(Beginning of MATERIAL FOR THE TASK)

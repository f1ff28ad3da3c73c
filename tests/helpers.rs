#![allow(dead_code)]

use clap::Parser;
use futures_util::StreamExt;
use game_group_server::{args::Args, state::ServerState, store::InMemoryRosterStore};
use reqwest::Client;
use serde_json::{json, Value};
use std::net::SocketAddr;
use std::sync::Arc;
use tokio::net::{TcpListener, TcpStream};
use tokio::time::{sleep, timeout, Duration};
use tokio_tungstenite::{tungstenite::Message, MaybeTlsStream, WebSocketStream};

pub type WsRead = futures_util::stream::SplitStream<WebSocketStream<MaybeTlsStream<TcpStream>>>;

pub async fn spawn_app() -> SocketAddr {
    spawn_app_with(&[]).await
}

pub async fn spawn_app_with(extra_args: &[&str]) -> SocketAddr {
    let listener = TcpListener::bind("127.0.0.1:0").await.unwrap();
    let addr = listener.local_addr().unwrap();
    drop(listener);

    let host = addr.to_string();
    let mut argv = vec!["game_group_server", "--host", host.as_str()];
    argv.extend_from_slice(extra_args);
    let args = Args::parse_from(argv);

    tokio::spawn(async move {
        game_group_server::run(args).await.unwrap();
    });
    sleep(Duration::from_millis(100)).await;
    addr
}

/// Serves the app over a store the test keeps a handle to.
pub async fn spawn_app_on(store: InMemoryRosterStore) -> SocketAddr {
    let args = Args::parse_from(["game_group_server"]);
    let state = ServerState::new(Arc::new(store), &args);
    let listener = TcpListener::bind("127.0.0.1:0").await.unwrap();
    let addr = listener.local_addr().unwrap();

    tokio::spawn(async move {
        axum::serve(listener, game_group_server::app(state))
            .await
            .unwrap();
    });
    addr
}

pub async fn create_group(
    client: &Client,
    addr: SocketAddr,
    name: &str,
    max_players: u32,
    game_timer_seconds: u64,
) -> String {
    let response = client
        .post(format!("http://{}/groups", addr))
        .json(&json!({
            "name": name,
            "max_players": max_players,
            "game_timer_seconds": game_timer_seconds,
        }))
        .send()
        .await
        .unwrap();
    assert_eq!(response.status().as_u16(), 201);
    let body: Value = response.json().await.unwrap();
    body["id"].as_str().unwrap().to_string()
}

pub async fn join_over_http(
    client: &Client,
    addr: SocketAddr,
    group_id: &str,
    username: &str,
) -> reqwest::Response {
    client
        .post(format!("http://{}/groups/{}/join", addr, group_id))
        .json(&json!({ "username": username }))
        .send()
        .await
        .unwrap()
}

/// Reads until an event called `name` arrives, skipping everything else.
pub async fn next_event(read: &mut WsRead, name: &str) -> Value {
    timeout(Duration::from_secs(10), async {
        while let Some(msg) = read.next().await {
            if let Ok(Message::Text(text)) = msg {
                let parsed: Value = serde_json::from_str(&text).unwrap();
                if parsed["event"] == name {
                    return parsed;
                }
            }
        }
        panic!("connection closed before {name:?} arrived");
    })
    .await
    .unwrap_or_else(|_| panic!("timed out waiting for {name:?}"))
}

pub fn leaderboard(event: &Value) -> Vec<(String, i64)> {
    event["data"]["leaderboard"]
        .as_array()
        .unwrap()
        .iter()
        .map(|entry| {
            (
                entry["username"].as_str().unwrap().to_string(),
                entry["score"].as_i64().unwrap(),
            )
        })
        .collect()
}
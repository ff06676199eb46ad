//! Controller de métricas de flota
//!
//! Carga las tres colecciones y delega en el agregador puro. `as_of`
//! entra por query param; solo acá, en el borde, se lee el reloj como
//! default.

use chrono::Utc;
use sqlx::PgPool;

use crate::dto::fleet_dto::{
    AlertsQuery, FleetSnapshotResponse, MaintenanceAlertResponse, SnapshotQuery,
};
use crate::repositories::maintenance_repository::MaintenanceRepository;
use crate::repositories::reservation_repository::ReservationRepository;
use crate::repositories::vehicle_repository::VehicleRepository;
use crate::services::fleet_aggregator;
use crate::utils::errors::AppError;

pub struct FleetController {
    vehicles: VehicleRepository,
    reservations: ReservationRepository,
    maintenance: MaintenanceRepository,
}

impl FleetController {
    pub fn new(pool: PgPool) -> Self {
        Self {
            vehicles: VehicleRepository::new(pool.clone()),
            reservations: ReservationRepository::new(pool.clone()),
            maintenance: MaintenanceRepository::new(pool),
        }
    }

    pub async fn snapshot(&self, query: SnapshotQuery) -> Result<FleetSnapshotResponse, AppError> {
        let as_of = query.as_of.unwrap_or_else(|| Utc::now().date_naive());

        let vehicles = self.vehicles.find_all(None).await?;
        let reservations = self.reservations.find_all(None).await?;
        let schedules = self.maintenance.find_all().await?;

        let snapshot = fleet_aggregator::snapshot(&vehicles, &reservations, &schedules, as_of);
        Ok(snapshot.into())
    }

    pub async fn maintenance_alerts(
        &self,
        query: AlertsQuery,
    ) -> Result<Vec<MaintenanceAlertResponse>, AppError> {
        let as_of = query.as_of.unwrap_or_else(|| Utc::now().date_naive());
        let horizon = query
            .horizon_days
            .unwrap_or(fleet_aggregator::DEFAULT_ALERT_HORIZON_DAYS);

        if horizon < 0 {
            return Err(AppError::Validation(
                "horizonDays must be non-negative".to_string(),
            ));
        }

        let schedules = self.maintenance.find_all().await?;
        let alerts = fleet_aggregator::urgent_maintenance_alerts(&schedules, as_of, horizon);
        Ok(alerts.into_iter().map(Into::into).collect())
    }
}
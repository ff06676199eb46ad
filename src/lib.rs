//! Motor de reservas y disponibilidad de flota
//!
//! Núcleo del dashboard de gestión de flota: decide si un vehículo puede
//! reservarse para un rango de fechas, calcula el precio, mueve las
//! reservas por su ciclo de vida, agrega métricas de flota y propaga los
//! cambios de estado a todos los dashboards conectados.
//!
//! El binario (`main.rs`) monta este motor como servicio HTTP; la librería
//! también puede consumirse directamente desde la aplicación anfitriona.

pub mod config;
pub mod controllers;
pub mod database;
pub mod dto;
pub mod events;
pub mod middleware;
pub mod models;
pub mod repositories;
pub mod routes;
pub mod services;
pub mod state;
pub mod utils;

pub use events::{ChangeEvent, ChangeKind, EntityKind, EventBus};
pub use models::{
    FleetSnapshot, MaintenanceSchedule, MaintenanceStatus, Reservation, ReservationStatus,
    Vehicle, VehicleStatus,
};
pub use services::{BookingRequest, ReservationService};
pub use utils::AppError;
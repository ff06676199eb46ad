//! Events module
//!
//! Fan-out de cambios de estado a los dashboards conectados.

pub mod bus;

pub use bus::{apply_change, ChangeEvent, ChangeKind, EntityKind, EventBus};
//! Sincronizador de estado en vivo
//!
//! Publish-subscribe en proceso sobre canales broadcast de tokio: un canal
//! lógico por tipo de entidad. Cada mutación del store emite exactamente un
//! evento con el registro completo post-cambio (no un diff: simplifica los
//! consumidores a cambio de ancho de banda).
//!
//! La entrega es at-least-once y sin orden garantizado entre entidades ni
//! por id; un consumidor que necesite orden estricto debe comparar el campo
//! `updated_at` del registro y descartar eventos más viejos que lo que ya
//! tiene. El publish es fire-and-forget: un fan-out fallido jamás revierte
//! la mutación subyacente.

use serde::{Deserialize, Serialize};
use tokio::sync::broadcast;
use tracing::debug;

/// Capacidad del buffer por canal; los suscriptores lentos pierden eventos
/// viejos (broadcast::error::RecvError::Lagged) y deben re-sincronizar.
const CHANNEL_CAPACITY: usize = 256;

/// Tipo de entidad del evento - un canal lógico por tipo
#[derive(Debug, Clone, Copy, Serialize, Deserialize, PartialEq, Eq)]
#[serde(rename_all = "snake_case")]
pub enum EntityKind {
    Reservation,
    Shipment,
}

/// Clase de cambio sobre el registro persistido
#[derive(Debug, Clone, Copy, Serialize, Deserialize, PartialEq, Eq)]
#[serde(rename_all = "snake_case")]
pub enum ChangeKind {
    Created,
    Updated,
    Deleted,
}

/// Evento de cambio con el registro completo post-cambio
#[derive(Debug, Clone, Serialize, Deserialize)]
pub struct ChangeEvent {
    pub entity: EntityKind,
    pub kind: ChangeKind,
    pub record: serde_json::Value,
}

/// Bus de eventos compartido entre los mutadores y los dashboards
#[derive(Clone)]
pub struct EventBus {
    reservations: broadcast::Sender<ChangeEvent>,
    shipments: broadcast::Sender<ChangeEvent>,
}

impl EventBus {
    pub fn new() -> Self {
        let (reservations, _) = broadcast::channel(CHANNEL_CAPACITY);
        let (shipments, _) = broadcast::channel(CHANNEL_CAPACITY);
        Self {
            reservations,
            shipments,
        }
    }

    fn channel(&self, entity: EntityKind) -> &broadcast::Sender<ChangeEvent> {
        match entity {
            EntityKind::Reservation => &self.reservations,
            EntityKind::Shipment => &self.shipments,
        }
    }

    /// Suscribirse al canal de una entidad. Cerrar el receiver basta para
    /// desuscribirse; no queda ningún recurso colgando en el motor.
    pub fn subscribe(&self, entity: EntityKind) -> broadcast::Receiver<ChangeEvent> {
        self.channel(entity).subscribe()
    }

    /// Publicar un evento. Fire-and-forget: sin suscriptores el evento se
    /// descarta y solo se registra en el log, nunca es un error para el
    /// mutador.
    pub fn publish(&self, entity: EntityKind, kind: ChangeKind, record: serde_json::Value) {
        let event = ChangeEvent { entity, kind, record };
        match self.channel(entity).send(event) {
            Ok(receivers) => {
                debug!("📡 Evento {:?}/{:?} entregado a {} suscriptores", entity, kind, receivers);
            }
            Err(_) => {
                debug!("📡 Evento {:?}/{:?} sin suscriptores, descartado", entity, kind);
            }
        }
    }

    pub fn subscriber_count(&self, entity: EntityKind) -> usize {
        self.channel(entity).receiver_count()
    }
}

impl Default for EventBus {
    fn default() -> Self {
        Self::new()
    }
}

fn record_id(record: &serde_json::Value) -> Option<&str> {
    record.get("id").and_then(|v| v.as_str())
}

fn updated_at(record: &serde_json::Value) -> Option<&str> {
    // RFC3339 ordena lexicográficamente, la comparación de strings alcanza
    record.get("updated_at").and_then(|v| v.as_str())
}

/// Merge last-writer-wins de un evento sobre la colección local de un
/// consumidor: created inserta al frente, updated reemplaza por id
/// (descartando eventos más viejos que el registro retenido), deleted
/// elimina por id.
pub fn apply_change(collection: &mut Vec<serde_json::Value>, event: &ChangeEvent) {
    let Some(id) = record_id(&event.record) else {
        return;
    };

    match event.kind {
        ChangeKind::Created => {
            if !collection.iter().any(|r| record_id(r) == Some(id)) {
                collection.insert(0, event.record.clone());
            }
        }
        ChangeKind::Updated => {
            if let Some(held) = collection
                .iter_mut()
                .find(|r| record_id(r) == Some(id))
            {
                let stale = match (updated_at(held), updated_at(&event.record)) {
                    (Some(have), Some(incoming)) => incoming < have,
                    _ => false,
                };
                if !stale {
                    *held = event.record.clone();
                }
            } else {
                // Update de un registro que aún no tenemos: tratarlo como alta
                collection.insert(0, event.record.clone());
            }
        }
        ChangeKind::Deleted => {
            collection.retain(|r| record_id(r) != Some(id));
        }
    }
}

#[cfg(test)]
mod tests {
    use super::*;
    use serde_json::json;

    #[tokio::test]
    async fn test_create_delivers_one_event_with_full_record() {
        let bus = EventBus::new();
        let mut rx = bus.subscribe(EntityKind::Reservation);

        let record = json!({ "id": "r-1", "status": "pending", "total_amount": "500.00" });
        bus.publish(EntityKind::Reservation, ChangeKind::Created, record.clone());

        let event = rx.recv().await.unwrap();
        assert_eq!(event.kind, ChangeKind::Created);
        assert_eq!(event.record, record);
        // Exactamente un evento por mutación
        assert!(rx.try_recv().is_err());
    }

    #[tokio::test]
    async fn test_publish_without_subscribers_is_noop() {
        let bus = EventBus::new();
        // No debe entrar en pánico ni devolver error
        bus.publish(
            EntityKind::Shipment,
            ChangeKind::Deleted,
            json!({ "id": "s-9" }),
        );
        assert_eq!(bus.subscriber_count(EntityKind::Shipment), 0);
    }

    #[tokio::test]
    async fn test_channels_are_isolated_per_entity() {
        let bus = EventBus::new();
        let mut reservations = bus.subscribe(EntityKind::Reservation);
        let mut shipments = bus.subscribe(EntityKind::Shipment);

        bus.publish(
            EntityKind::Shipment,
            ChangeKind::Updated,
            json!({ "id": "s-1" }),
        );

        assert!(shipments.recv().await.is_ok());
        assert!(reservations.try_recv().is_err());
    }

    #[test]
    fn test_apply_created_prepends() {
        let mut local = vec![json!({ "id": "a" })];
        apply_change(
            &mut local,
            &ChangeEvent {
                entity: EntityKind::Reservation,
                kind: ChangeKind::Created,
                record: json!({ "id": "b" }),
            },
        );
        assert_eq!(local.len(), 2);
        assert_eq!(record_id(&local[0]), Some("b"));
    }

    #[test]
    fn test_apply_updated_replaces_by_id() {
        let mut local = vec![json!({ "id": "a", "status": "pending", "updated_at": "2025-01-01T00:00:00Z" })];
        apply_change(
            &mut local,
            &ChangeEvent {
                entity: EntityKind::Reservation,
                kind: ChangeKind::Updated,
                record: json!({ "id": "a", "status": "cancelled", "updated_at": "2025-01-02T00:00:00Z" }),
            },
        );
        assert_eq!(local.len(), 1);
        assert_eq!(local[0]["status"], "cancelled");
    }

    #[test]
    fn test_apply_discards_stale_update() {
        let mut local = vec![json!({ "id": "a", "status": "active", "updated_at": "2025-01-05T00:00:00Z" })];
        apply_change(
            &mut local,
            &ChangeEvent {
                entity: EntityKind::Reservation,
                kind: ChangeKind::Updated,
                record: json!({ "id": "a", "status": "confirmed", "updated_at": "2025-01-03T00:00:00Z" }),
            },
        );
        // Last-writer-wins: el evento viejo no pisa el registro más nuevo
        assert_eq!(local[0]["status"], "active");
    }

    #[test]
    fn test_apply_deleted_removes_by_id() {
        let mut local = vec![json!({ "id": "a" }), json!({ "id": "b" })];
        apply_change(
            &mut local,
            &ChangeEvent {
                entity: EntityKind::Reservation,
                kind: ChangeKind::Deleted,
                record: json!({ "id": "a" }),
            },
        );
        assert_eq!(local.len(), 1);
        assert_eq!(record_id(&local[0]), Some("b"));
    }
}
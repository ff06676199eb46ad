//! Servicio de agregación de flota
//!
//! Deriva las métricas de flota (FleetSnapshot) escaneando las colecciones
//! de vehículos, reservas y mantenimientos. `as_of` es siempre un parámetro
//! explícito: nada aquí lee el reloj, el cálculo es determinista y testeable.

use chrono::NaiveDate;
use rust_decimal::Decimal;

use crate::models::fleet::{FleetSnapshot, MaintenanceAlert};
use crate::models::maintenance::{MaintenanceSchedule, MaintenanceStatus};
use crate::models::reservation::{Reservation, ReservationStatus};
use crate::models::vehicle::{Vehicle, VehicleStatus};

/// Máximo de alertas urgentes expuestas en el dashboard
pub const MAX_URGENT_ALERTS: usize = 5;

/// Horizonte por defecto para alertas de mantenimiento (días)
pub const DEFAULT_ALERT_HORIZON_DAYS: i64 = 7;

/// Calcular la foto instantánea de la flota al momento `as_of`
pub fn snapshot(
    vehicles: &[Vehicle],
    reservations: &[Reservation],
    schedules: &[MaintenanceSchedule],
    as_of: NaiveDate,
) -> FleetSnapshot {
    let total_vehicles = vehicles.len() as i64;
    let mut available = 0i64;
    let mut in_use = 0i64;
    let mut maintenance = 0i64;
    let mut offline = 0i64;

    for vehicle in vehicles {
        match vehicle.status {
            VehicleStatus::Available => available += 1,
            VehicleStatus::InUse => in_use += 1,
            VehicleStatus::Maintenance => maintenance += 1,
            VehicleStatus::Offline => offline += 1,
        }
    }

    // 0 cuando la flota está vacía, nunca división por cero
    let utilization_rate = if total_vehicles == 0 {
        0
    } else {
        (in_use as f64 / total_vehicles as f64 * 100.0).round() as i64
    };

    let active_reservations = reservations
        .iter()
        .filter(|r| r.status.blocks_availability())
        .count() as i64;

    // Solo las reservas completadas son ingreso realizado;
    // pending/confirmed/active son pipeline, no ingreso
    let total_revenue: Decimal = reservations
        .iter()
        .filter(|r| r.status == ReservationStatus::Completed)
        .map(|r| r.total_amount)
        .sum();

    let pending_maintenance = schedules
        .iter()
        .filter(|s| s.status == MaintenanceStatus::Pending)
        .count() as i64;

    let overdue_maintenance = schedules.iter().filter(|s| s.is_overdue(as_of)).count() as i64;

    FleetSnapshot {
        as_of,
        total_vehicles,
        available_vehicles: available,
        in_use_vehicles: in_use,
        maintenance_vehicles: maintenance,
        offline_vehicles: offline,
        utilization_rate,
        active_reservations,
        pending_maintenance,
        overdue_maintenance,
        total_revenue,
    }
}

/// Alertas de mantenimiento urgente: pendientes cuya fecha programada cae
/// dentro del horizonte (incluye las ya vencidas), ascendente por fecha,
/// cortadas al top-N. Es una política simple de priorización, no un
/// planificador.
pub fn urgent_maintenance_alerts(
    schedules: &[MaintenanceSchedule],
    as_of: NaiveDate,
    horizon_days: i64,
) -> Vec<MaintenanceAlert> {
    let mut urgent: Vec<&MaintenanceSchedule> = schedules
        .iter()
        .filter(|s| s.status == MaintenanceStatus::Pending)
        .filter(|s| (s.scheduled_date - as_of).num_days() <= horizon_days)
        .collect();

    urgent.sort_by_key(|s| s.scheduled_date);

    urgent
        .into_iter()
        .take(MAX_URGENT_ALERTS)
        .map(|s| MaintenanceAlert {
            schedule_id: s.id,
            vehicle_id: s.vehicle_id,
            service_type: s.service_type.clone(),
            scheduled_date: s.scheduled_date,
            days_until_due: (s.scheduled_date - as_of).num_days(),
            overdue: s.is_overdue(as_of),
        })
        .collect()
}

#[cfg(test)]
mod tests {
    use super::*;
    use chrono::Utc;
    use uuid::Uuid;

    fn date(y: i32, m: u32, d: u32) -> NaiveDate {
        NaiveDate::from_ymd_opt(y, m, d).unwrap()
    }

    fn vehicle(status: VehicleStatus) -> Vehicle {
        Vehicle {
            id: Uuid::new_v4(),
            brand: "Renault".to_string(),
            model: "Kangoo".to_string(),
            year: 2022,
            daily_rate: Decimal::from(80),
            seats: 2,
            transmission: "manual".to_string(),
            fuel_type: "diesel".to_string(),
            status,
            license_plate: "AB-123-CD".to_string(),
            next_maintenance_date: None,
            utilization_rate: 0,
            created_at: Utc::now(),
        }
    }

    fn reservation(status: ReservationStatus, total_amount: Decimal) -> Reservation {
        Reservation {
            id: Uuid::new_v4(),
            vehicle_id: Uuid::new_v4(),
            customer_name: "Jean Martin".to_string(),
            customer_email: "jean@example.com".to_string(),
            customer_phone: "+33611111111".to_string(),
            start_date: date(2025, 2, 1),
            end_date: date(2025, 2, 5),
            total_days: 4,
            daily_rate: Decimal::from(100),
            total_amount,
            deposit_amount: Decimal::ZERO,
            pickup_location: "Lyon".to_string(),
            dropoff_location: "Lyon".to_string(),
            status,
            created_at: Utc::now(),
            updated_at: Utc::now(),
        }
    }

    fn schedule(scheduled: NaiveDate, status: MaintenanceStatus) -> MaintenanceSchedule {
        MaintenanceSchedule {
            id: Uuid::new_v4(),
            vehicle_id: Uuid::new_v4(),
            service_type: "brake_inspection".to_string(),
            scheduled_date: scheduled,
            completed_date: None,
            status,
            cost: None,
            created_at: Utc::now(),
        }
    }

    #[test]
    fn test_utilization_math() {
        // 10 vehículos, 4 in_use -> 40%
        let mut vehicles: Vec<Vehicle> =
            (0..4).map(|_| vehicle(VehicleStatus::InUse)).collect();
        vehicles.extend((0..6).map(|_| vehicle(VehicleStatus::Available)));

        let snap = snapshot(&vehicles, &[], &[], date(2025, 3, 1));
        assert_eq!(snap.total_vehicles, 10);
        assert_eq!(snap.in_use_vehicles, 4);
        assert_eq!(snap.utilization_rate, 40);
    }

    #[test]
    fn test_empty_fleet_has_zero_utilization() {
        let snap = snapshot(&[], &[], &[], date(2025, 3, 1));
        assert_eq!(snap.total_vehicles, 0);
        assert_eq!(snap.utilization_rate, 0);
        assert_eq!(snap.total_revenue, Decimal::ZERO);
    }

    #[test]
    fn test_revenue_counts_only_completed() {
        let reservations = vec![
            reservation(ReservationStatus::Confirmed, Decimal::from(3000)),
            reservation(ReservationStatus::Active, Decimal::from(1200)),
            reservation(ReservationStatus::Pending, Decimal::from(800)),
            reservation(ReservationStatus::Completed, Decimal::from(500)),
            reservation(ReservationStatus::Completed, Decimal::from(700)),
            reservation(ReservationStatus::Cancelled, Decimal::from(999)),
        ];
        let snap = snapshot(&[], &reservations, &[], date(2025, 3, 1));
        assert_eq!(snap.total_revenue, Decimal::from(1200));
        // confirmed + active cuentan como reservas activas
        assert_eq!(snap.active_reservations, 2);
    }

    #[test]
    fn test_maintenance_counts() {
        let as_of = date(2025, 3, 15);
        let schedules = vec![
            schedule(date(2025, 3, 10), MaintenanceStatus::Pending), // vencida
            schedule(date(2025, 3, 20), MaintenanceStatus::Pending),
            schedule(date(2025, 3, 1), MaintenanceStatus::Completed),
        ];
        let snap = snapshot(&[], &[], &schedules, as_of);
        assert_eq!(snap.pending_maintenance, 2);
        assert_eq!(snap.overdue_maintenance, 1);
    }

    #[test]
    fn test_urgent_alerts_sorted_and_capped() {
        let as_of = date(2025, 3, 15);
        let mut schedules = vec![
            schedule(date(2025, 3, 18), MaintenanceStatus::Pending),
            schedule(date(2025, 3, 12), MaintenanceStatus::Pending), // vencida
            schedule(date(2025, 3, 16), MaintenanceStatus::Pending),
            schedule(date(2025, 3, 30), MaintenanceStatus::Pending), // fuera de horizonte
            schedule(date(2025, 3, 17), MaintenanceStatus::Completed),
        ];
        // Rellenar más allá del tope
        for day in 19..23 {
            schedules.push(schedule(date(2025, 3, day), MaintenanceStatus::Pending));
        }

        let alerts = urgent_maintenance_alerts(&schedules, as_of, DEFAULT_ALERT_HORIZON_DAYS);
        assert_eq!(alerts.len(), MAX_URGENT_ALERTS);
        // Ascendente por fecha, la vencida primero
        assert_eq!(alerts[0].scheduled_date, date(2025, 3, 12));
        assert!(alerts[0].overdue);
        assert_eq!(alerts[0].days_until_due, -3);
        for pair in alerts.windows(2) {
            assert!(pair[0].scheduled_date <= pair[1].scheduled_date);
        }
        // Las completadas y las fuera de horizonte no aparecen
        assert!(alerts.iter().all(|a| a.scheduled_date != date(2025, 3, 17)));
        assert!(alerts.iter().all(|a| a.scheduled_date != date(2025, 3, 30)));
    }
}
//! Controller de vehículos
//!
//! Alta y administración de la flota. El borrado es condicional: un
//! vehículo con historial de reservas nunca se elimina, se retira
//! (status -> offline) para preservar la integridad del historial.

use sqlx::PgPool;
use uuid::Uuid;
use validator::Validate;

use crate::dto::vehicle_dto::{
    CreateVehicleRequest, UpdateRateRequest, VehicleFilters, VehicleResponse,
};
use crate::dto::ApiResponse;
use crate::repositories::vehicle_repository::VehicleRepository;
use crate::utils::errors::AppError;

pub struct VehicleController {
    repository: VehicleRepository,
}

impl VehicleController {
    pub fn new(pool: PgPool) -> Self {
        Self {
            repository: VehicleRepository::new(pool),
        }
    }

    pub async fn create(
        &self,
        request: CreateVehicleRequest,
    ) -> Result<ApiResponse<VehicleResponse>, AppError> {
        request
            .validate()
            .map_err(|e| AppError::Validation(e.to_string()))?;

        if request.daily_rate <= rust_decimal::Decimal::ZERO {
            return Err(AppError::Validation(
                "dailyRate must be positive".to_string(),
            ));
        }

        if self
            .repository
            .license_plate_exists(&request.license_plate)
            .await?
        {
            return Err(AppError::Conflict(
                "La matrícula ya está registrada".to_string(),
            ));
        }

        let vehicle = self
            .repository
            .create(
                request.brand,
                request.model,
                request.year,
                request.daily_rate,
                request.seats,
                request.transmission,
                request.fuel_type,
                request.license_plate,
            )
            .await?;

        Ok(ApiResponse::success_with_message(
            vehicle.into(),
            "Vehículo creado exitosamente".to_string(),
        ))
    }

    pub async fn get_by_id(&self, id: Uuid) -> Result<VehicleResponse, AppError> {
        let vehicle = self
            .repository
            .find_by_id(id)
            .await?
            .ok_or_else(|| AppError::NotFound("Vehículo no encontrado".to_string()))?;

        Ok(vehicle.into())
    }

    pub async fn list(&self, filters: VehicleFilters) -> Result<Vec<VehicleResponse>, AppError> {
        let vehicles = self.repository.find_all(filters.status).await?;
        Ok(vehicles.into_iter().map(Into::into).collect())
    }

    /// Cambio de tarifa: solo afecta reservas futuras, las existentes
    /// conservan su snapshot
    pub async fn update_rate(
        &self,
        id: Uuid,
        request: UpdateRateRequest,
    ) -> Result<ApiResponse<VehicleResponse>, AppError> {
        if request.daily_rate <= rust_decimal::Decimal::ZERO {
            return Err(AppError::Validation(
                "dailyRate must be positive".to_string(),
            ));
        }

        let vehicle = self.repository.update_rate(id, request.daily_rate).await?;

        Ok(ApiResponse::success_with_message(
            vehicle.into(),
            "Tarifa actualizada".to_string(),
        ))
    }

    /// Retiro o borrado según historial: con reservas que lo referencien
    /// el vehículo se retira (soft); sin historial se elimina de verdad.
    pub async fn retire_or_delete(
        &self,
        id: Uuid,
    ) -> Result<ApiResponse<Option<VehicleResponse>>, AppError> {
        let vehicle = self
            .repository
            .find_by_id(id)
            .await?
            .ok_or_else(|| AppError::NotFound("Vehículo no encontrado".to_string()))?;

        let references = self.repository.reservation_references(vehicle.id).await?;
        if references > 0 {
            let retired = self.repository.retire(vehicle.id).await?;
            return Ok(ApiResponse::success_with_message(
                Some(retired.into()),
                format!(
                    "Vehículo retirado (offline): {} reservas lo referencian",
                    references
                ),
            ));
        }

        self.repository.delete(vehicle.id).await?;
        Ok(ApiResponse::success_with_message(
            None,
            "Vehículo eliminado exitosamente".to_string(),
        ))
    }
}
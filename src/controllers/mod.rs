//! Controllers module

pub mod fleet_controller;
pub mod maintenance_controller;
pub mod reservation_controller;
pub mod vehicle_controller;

(End of MATERIAL FOR THE TASK)

# TRY IT:
If a line in the records above contains the word "EventBus", copy it.

# RESULT BELOW:
pub use events::{ChangeEvent, ChangeKind, EntityKind, EventBus};
pub use bus::{apply_change, ChangeEvent, ChangeKind, EntityKind, EventBus};
pub struct EventBus {
impl EventBus {
impl Default for EventBus {
        let bus = EventBus::new();
        let bus = EventBus::new();
        let bus = EventBus::new();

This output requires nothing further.